Fine-Tuning Open Video Generators for Cinematic Scene Synthesis

Abstract

We present a practical pipeline for fine-tuning open-source video diffusion transformers to synthesize cinematic scenes for television and film production from small datasets. The proposed two-stage process decouples visual style learning from motion generation. In the first stage, Low-Rank Adaptation (LoRA) modules are integrated into the cross-attention layers of the Wan2.1 I2V-14B model to adapt its visual representations using a compact dataset of short clips from Ay Yapım's historical television film El Turco. This enables efficient domain transfer within hours on a single GPU. In the second stage, the fine-tuned model produces stylistically consistent keyframes that preserve costume, lighting, and color grading, which are then temporally expanded into coherent 720p sequences through the model's video decoder.

We further apply lightweight parallelization and sequence partitioning strategies to accelerate inference without quality degradation. Quantitative and qualitative evaluations using FVD, CLIP-SIM, and LPIPS metrics, supported by a small expert user study, demonstrate measurable improvements in cinematic fidelity and temporal stability over the base model. The complete training and inference pipeline is released to support reproducibility and adaptation across cinematic domains.

Index Terms— video generation, image-to-video, diffusion transformer, LoRA, fine-tuning, cinematic scene synthesis, multi-GPU inference, fully sharded data parallelism, computational efficiency

"A medieval cavalry unit advances through atmospheric fog at dawn. Soldiers wear ornate chainmail and pointed helmets. Cinematic lighting, shallow depth of field, historical war scene, torch-lit ambiance."

~40

Short Clips

Frame Windows

720p

Output

~2×

FSDP Speedup

1. Introduction

The past two years have witnessed a rapid transformation in video generation. Diffusion transformers—originally designed for text-to-image synthesis—have evolved into powerful spatio-temporal generators capable of producing coherent multi-second videos from textual descriptions. Open-source efforts such as VideoCrafter, ModelScope, and Wan2.x have narrowed the gap with commercial systems like Runway Gen-2, Pika, or Sora.
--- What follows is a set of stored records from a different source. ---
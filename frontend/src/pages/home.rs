use yew::prelude::*;

use crate::components::custom_cursor::CustomCursor;
use crate::content::{PAGE_DESCRIPTION, PAGE_TITLE};
use crate::sections::{
    about::About, benefits::Benefits, contact::Contact, cta::CallToAction, footer::Footer,
    header::Header, hero::Hero, how_it_works::HowItWorks, loading_screen::LoadingScreen,
};

#[function_component(Home)]
pub fn home() -> Html {
    use_effect_with_deps(
        |_| {
            if let Some(document) = web_sys::window().and_then(|w| w.document()) {
                document.set_title(PAGE_TITLE);
                if let Ok(Some(meta)) = document.query_selector("meta[name=\"description\"]") {
                    let _ = meta.set_attribute("content", PAGE_DESCRIPTION);
                }
            }
            || ()
        },
        (),
    );

    html! {
        <>
            <LoadingScreen />
            <CustomCursor />
            <Header />
            <main>
                <Hero />
                <About />
                <HowItWorks />
                <Benefits />
                <CallToAction />
                <Contact />
            </main>
            <Footer />
        </>
    }
}
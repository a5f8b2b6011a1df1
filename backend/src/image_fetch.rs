//! Downloads the placeholder photography used by the site and stores it as
//! size-capped JPEGs next to the frontend assets.

use std::io::Cursor;
use std::path::{Path, PathBuf};
use std::time::Duration;

use image::{codecs::jpeg::JpegEncoder, imageops::FilterType, ColorType};
use thiserror::Error;

pub const DEFAULT_SIZE: u32 = 800;
pub const DEFAULT_QUALITY: u8 = 80;
pub const REQUEST_TIMEOUT: Duration = Duration::from_secs(10);

#[derive(Debug, Error)]
pub enum FetchError {
    #[error("request failed: {0}")]
    Http(#[from] reqwest::Error),
    #[error("failed to download image: {0}")]
    Status(reqwest::StatusCode),
    #[error("no data received from the server")]
    Empty,
    #[error("could not process image: {0}")]
    Image(#[from] image::ImageError),
    #[error("could not write image: {0}")]
    Io(#[from] std::io::Error),
}

#[derive(Debug, Clone, Copy, PartialEq)]
pub struct PlaceholderImage {
    pub category: &'static str,
    pub name: &'static str,
    pub url: &'static str,
}

impl PlaceholderImage {
    pub fn file_name(&self) -> String {
        format!("{}-{}.jpg", self.category, self.name)
    }
}

const fn placeholder(category: &'static str, name: &'static str, url: &'static str) -> PlaceholderImage {
    PlaceholderImage { category, name, url }
}

pub const PLACEHOLDER_IMAGES: &[PlaceholderImage] = &[
    placeholder("hero", "pellets", "https://picsum.photos/800/800?random=1"),
    placeholder("hero", "farming", "https://picsum.photos/800/800?random=2"),
    placeholder("benefits", "farmers", "https://picsum.photos/800/800?random=3"),
    placeholder("benefits", "companies", "https://picsum.photos/800/800?random=4"),
    placeholder("benefits", "environment", "https://picsum.photos/800/800?random=5"),
    placeholder("howItWorks", "step1", "https://picsum.photos/800/800?random=6"),
    placeholder("howItWorks", "step2", "https://picsum.photos/800/800?random=7"),
    placeholder("howItWorks", "step3", "https://picsum.photos/800/800?random=8"),
    placeholder("about", "team", "https://picsum.photos/800/800?random=9"),
    placeholder("about", "mission", "https://picsum.photos/800/800?random=10"),
    placeholder("cta", "background", "https://picsum.photos/800/800?random=11"),
    placeholder("contact", "map", "https://picsum.photos/800/800?random=12"),
];

#[derive(Debug, Clone, Copy)]
pub struct OptimizeOptions {
    /// Bounding box edge; images are scaled to fit inside it.
    pub size: u32,
    pub quality: u8,
}

impl Default for OptimizeOptions {
    fn default() -> Self {
        Self {
            size: DEFAULT_SIZE,
            quality: DEFAULT_QUALITY,
        }
    }
}

/// Decodes any supported format, fits it inside `size`x`size` keeping the
/// aspect ratio and re-encodes it as JPEG.
pub fn optimize(bytes: &[u8], options: OptimizeOptions) -> Result<Vec<u8>, FetchError> {
    let decoded = image::load_from_memory(bytes)?;
    let resized = decoded.resize(options.size, options.size, FilterType::Lanczos3);
    let rgb = resized.to_rgb8();

    let mut out = Cursor::new(Vec::new());
    {
        let mut encoder = JpegEncoder::new_with_quality(&mut out, options.quality);
        encoder.encode(rgb.as_raw(), rgb.width(), rgb.height(), ColorType::Rgb8)?;
    }
    Ok(out.into_inner())
}

pub fn http_client() -> Result<reqwest::Client, FetchError> {
    // reqwest follows redirects on its own
    Ok(reqwest::Client::builder().timeout(REQUEST_TIMEOUT).build()?)
}

pub async fn download(client: &reqwest::Client, url: &str) -> Result<Vec<u8>, FetchError> {
    let response = client.get(url).send().await?;
    if !response.status().is_success() {
        return Err(FetchError::Status(response.status()));
    }
    let bytes = response.bytes().await?;
    if bytes.is_empty() {
        return Err(FetchError::Empty);
    }
    Ok(bytes.to_vec())
}

pub async fn fetch_one(
    client: &reqwest::Client,
    image: &PlaceholderImage,
    out_dir: &Path,
    options: OptimizeOptions,
) -> Result<PathBuf, FetchError> {
    let bytes = download(client, image.url).await?;
    let jpeg = tokio::task::spawn_blocking(move || optimize(&bytes, options))
        .await
        .map_err(|e| FetchError::Io(std::io::Error::new(std::io::ErrorKind::Other, e)))??;
    let path = out_dir.join(image.file_name());
    tokio::fs::write(&path, jpeg).await?;
    Ok(path)
}

#[derive(Debug, Default, PartialEq)]
pub struct FetchReport {
    pub saved: Vec<PathBuf>,
    pub failed: Vec<String>,
}

/// Fetches every image in turn. A failure is logged and does not stop the
/// remaining downloads.
pub async fn fetch_all(
    client: &reqwest::Client,
    images: &[PlaceholderImage],
    out_dir: &Path,
    options: OptimizeOptions,
) -> Result<FetchReport, FetchError> {
    tokio::fs::create_dir_all(out_dir).await?;

    let mut report = FetchReport::default();
    for image in images {
        match fetch_one(client, image, out_dir, options).await {
            Ok(path) => {
                tracing::info!("Downloaded and optimized: {}", path.display());
                report.saved.push(path);
            }
            Err(e) => {
                tracing::error!("Error downloading {}-{}: {}", image.category, image.name, e);
                report.failed.push(image.file_name());
            }
        }
    }
    Ok(report)
}

#[cfg(test)]
mod tests {
    use super::*;
    use image::{DynamicImage, GenericImageView, ImageOutputFormat, RgbImage};

    fn png(width: u32, height: u32) -> Vec<u8> {
        let img = DynamicImage::ImageRgb8(RgbImage::from_pixel(width, height, image::Rgb([139, 195, 74])));
        let mut buf = Cursor::new(Vec::new());
        img.write_to(&mut buf, ImageOutputFormat::Png).unwrap();
        buf.into_inner()
    }

    #[test]
    fn file_names_follow_category_and_name() {
        assert_eq!(PLACEHOLDER_IMAGES.len(), 12);
        assert_eq!(PLACEHOLDER_IMAGES[0].file_name(), "hero-pellets.jpg");
        assert_eq!(PLACEHOLDER_IMAGES[11].file_name(), "contact-map.jpg");
    }

    #[test]
    fn large_images_are_scaled_to_fit() {
        let jpeg = optimize(&png(1600, 1200), OptimizeOptions::default()).unwrap();
        let decoded = image::load_from_memory(&jpeg).unwrap();
        assert_eq!(decoded.dimensions(), (800, 600));
        assert_eq!(image::guess_format(&jpeg).unwrap(), image::ImageFormat::Jpeg);
    }

    #[test]
    fn garbage_is_an_image_error() {
        let err = optimize(b"definitely not an image", OptimizeOptions::default()).unwrap_err();
        assert!(matches!(err, FetchError::Image(_)));
    }

    #[tokio::test]
    async fn unreachable_images_are_reported_not_fatal() {
        let out = tempfile::tempdir().unwrap();
        let client = http_client().unwrap();
        let images = [placeholder("test", "nowhere", "http://127.0.0.1:9/missing.jpg")];

        let report = fetch_all(&client, &images, out.path(), OptimizeOptions::default())
            .await
            .unwrap();
        assert!(report.saved.is_empty());
        assert_eq!(report.failed, vec!["test-nowhere.jpg".to_string()]);
    }
}
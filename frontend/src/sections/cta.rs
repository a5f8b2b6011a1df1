use yew::prelude::*;

use crate::animations::{fade_in, slide, Direction};
use crate::content::{cta, images};
use crate::dom::scroll_link;
use crate::hooks::in_view::{use_in_view, SECTION_MARGIN};
use crate::sections::heading::SectionHeading;

#[function_component(CallToAction)]
pub fn call_to_action() -> Html {
    let section = use_node_ref();
    let shown = use_in_view(section.clone(), SECTION_MARGIN);

    html! {
        <section
            ref={section}
            id="registration"
            class="section cta"
            style={format!("background-image: url('{}');", images::CTA_BACKGROUND)}
        >
            <div class="cta-overlay"></div>
            <div class="container">
                <SectionHeading title="Join the" highlight="BIOBRIM" intro={cta::INTRO} {shown} light=true />

                <div class="card-grid two">
                    { for cta::CARDS.iter().enumerate().map(|(i, card)| {
                        let from = if i == 0 { Direction::Right } else { Direction::Left };
                        html! {
                            <div class="card register-card card-3d hover-lift" style={fade_in(from, 0.2 + 0.2 * i as f64).style(shown)}>
                                <div class="icon-badge large"><i class={card.icon}></i></div>
                                <h3>{ card.title }</h3>
                                <p>{ card.description }</p>
                                <ul class="check-list">
                                    { for card.items.iter().enumerate().map(|(j, item)| html! {
                                        <li style={slide(-20.0, 0.5, 0.5 + 0.1 * j as f64).style(shown)}>
                                            <i class="fas fa-check-circle text-primary"></i>
                                            <span>{ *item }</span>
                                        </li>
                                    }) }
                                </ul>
                                <a href={card.href} class="btn btn-primary btn-pill btn-block" onclick={scroll_link(card.href)}>
                                    { card.button }
                                </a>
                            </div>
                        }
                    }) }
                </div>
            </div>
        </section>
    }
}
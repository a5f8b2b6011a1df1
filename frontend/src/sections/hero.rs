use web_sys::HtmlElement;
use yew::prelude::*;
use yew_hooks::prelude::*;

use crate::animations::{slide, Ease, Pose, Reveal, Transition};
use crate::components::particle_field::ParticleField;
use crate::content::{hero, images};
use crate::dom::{scroll_link, scroll_to_section};
use crate::hooks::mounted::use_mounted;

/// How far the hero images sink by the time the hero has scrolled away.
pub const PARALLAX_TRAVEL: f64 = 300.0;
/// Scroll progress at which the hero content is fully faded.
pub const FADE_END: f64 = 0.8;

#[derive(Clone, Copy, Debug, PartialEq)]
pub struct Parallax {
    pub offset_y: f64,
    pub opacity: f64,
}

/// Progress of the hero scrolling out of view: 0 with its top at the top of
/// the viewport, 1 once its bottom has passed the top.
pub fn scroll_progress(scroll_y: f64, top: f64, height: f64) -> f64 {
    if height <= 0.0 {
        return 0.0;
    }
    ((scroll_y - top) / height).clamp(0.0, 1.0)
}

pub fn parallax(progress: f64) -> Parallax {
    let progress = progress.clamp(0.0, 1.0);
    Parallax {
        offset_y: PARALLAX_TRAVEL * progress,
        opacity: (1.0 - progress / FADE_END).clamp(0.0, 1.0),
    }
}

const IMAGE_IN: Transition = Transition::new(1.0, 0.0, Ease::EaseOut);

#[function_component(Hero)]
pub fn hero() -> Html {
    let section = use_node_ref();
    let mounted = use_mounted();
    let (_, scroll_y) = use_window_scroll();

    let (top, height) = section
        .cast::<HtmlElement>()
        .map(|el| (el.offset_top() as f64, el.offset_height() as f64))
        .unwrap_or((0.0, 0.0));
    let Parallax { offset_y, opacity } = parallax(scroll_progress(scroll_y, top, height));

    let pellets = Reveal::new(Pose::offset(0.0, 50.0).with_rotate(-5.0), IMAGE_IN.delayed(0.4));
    let farming = Reveal::new(Pose::offset(0.0, 50.0).with_rotate(5.0), IMAGE_IN.delayed(0.7));

    html! {
        <section ref={section} id="hero" class="hero">
            <ParticleField count={40} />
            <div class="hero-gradient"></div>

            <div class="container hero-row">
                <div class="hero-content" style={format!("opacity: {};", opacity)}>
                    <h1 style={slide(-50.0, 0.8, 0.3).style(mounted)}>
                        {"Connecting "}<span class="text-primary">{"Biomass"}</span>{" Producers with Industry"}
                    </h1>
                    <p class="lead" style={slide(-50.0, 0.8, 0.6).style(mounted)}>{ hero::LEAD }</p>
                    <div class="hero-actions" style={slide(-50.0, 0.8, 0.9).style(mounted)}>
                        <a href="#about" class="btn btn-primary btn-pill btn-lg" onclick={scroll_link("#about")}>
                            {"Learn More"}
                        </a>
                        <a href="#registration" class="btn btn-brown btn-pill btn-lg" onclick={scroll_link("#registration")}>
                            {"Join Now"}
                        </a>
                    </div>
                </div>

                <div class="hero-images" style={format!("translate: 0 {}px; opacity: {};", offset_y, opacity)}>
                    <img
                        class="hero-image top-left hover-tilt-right"
                        src={images::HERO_PELLETS}
                        alt="Biomass Pellets"
                        style={pellets.style(mounted)}
                    />
                    <img
                        class="hero-image bottom-right hover-tilt-left"
                        src={images::HERO_FARMING}
                        alt="Sustainable Farming"
                        style={farming.style(mounted)}
                    />
                    <div class="blob blob-primary"></div>
                    <div class="blob blob-brown"></div>
                </div>
            </div>

            <div class="scroll-indicator" onclick={Callback::from(|_: MouseEvent| scroll_to_section("#about"))}>
                <i class="fas fa-chevron-down"></i>
            </div>
        </section>
    }
}

#[cfg(test)]
mod tests {
    use super::*;

    #[test]
    fn progress_follows_the_section() {
        assert_eq!(scroll_progress(0.0, 0.0, 900.0), 0.0);
        assert_eq!(scroll_progress(450.0, 0.0, 900.0), 0.5);
        assert_eq!(scroll_progress(5000.0, 0.0, 900.0), 1.0);
        assert_eq!(scroll_progress(100.0, 0.0, 0.0), 0.0);
    }

    #[test]
    fn images_sink_and_content_fades_by_eighty_percent() {
        assert_eq!(parallax(0.0), Parallax { offset_y: 0.0, opacity: 1.0 });
        let half = parallax(0.4);
        assert!((half.offset_y - 120.0).abs() < 1e-9);
        assert!((half.opacity - 0.5).abs() < 1e-9);
        assert_eq!(parallax(0.8).opacity, 0.0);
        assert_eq!(parallax(1.0).offset_y, PARALLAX_TRAVEL);
    }
}
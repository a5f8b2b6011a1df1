#[cfg(debug_assertions)]
pub fn get_backend_url() -> &'static str {
    "http://localhost:3000" // backend run separately during development
}

#[cfg(not(debug_assertions))]
pub fn get_backend_url() -> &'static str {
    "" // same origin
}
use std::time::{Duration, Instant};

use axum::{
    body::{to_bytes, Body},
    extract::Request,
    http::{header::CONTENT_TYPE, Method, StatusCode},
    middleware::Next,
    response::Response,
};

const MAX_LOG_LINE: usize = 80;
const MAX_CAPTURED_BODY: usize = 64 * 1024;

pub fn is_api_path(path: &str) -> bool {
    path.starts_with("/api")
}

/// `POST /api/contact 200 in 3ms :: {"success":true,...}`, cut to 80 chars.
pub fn format_log_line(
    method: &Method,
    path: &str,
    status: StatusCode,
    elapsed: Duration,
    json_body: Option<&str>,
) -> String {
    let mut line = format!(
        "{} {} {} in {}ms",
        method,
        path,
        status.as_u16(),
        elapsed.as_millis()
    );
    if let Some(body) = json_body {
        line.push_str(" :: ");
        line.push_str(body);
    }

    if line.chars().count() > MAX_LOG_LINE {
        let mut cut: String = line.chars().take(MAX_LOG_LINE - 1).collect();
        cut.push('…');
        return cut;
    }
    line
}

fn is_json(response: &Response) -> bool {
    response
        .headers()
        .get(CONTENT_TYPE)
        .and_then(|value| value.to_str().ok())
        .map(|value| value.starts_with("application/json"))
        .unwrap_or(false)
}

/// Logs one line per `/api` request once the response is ready, including
/// the JSON body that was sent back.
pub async fn log_api_requests(req: Request, next: Next) -> Response {
    let path = req.uri().path().to_owned();
    if !is_api_path(&path) {
        return next.run(req).await;
    }

    let method = req.method().clone();
    let start = Instant::now();
    let response = next.run(req).await;
    let elapsed = start.elapsed();

    if !is_json(&response) {
        tracing::info!("{}", format_log_line(&method, &path, response.status(), elapsed, None));
        return response;
    }

    let (parts, body) = response.into_parts();
    let (body, captured) = match to_bytes(body, MAX_CAPTURED_BODY).await {
        Ok(bytes) => {
            let text = String::from_utf8_lossy(&bytes).into_owned();
            (Body::from(bytes), Some(text))
        }
        Err(e) => {
            tracing::warn!("could not buffer response body for {}: {}", path, e);
            (Body::empty(), None)
        }
    };

    tracing::info!(
        "{}",
        format_log_line(&method, &path, parts.status, elapsed, captured.as_deref())
    );
    Response::from_parts(parts, body)
}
Despite this progress, cinematic generation—the ability to reproduce film-like motion, controlled lighting, lens depth, and storytelling rhythm—remains mostly inaccessible to small studios or independent creators.

State-of-the-art models rely on vast, domain-diverse datasets and compute infrastructures that are out of reach for most researchers. Moreover, existing open models are generic: they reproduce content well, but fail to replicate the film grammar—the continuity of camera movement, the balance between diegetic and artificial lighting, or the consistency of costume and tone. This work introduces a practical and open pipeline that allows small teams to adapt a large video diffusion model to a specific film aesthetic using limited data and commodity hardware.

We fine-tune Wan2.1 I2V-14B, an image-to-video model with 14 billion parameters, using Low-Rank Adaptation (LoRA) modules injected into its attention layers. LoRA modifies less than 1% of the model's parameters, enabling domain adaptation on a single GPU without retraining the full backbone. Our target domain is the historical television film El Turco, chosen for its strong visual identity: torch-lit battlefields, dark costumes, and atmospheric fog. We use roughly 40 short clips (2–5 seconds each) and design a training loop optimized for data efficiency and stability.

Disclosure and Ethical Statement. This research was conducted by the Hagia AI Research Collective in collaboration with Ay Yapım Creative Technologies. All video material originates from publicly released segments of Ay Yapım's historical television film El Turco and was used strictly for non-commercial research and evaluation purposes under fair-use principles. The curated dataset will not be redistributed; instead, frame-level hashes and extraction scripts are provided to enable reproducibility while respecting the intellectual property rights of the content owner.

2. Background & Related Work

2.1 Diffusion-Transformer Video Models

Diffusion probabilistic models [1, 2] have rapidly become the dominant framework for generative modeling, extending from still-image synthesis to video and 3D generation. These models learn to reverse a gradual noising process, progressively denoising latent representations into coherent outputs.

Text-conditioned variants such as Stable Diffusion and Imagen demonstrated that large transformer-based encoders combined with latent diffusion can synthesize visually consistent imagery with strong semantic alignment. To model temporal structure, diffusion has been extended into the video domain through architectures that jointly capture spatial and temporal dependencies.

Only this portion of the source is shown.